-- STUDY MATERIAL follows --

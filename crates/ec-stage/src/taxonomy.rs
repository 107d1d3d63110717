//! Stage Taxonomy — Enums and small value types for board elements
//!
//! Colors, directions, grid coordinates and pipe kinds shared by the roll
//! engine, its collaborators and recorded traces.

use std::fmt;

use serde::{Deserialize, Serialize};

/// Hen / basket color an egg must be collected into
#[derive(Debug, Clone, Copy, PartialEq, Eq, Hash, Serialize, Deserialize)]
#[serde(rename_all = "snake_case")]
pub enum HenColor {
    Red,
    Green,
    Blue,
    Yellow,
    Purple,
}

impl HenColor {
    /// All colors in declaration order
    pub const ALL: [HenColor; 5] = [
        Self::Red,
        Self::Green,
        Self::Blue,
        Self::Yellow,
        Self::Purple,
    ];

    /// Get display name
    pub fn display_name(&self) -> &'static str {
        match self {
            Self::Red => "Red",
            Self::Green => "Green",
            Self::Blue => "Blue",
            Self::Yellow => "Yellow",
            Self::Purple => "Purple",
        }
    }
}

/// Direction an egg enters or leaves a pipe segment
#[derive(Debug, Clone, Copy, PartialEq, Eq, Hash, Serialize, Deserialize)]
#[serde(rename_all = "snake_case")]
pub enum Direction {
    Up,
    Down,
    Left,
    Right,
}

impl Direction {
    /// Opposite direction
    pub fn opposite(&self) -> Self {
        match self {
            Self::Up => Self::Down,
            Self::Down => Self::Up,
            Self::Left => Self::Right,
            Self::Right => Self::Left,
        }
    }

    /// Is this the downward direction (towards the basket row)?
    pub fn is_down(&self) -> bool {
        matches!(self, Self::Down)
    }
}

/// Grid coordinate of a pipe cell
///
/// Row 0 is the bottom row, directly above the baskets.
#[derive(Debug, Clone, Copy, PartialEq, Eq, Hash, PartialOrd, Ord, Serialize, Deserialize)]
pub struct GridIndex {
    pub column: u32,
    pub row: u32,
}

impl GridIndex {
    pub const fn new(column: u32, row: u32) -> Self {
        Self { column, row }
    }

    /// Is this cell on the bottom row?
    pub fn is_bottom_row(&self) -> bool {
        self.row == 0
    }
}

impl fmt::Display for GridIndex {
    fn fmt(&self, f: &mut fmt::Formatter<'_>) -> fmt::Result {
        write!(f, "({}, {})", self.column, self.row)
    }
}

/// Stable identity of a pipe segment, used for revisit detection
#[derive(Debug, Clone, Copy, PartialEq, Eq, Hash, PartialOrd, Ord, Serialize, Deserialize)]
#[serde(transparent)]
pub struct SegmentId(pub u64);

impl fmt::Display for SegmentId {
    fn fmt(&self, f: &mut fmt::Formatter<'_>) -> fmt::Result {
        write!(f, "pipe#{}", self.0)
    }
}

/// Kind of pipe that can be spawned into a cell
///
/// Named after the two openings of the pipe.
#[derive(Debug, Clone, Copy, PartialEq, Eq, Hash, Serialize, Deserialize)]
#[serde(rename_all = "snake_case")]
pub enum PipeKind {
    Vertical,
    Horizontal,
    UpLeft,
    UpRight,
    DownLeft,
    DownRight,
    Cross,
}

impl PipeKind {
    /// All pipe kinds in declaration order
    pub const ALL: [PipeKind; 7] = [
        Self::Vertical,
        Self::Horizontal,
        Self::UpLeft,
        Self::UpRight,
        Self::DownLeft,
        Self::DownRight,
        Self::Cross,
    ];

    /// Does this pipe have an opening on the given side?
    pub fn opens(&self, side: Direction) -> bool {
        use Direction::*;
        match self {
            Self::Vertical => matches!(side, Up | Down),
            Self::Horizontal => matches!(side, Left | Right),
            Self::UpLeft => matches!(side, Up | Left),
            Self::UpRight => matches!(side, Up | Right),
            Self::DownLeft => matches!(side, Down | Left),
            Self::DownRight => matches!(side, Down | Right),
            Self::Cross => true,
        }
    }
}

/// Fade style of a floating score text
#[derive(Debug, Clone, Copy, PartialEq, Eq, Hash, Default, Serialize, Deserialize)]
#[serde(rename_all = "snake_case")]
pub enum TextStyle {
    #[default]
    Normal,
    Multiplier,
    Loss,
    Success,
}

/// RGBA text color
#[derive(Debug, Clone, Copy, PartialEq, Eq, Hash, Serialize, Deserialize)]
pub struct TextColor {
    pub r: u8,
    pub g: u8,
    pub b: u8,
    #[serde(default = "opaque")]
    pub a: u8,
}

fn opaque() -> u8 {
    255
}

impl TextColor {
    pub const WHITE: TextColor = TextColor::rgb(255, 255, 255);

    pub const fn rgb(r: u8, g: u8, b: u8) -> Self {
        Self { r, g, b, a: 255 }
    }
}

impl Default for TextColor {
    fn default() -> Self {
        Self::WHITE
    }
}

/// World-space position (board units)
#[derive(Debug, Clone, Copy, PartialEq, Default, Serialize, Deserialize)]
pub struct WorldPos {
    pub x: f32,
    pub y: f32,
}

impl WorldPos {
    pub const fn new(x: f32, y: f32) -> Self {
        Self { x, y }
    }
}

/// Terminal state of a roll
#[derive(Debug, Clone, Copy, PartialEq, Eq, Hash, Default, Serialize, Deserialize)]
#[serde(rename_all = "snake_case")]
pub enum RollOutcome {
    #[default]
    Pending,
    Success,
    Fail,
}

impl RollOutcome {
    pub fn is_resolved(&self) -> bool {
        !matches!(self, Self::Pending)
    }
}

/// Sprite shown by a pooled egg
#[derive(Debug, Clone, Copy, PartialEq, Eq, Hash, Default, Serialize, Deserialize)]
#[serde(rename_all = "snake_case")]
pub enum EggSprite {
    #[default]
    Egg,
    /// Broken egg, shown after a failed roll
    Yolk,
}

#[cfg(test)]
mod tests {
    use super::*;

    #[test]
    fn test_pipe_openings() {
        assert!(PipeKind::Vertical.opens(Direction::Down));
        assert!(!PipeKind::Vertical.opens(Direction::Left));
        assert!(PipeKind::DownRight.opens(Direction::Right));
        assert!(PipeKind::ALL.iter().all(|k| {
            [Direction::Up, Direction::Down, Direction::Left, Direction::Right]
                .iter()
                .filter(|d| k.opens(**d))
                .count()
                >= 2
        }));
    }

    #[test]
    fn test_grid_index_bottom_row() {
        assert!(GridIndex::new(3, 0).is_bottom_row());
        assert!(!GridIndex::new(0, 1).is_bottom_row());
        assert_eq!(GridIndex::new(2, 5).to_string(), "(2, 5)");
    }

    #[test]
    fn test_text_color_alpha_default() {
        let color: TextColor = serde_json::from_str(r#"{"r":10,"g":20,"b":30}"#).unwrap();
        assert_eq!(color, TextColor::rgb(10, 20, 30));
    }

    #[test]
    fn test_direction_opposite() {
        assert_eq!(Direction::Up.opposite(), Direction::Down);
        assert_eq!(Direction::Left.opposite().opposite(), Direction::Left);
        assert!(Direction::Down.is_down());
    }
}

-- STUDY MATERIAL concluded --
-- STUDY MATERIAL follows --

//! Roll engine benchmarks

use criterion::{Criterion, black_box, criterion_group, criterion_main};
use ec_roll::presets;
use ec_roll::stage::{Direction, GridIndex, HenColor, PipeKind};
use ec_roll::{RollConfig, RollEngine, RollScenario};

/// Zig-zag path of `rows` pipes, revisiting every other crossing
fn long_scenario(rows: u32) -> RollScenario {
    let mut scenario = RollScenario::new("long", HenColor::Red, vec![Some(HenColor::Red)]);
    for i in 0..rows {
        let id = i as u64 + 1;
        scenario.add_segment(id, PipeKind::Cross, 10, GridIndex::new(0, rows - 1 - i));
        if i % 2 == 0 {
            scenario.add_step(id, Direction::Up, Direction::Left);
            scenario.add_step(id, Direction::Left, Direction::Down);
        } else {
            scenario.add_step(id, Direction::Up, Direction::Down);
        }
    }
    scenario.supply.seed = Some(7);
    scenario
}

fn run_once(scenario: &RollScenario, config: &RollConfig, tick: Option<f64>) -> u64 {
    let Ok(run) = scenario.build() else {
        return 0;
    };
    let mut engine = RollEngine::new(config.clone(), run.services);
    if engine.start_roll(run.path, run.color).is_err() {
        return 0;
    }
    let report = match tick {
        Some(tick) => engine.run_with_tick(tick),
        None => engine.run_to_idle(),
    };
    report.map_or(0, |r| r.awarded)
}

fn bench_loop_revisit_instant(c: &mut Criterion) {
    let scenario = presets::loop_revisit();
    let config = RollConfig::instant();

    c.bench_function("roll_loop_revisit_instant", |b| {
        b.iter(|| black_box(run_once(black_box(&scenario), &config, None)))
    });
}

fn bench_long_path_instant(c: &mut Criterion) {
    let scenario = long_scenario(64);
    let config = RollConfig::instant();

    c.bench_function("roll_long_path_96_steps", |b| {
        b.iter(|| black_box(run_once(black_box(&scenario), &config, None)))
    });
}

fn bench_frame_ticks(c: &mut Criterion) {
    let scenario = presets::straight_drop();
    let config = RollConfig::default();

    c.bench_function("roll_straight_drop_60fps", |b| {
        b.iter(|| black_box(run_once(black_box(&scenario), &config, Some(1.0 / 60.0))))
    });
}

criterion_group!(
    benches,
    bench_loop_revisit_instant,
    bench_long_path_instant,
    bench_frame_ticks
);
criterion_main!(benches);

-- STUDY MATERIAL concluded --

BRIEF:
For the data above, state how many of its lines contain the word "WHITE", giving no other text.

OUTPUT BELOW:
2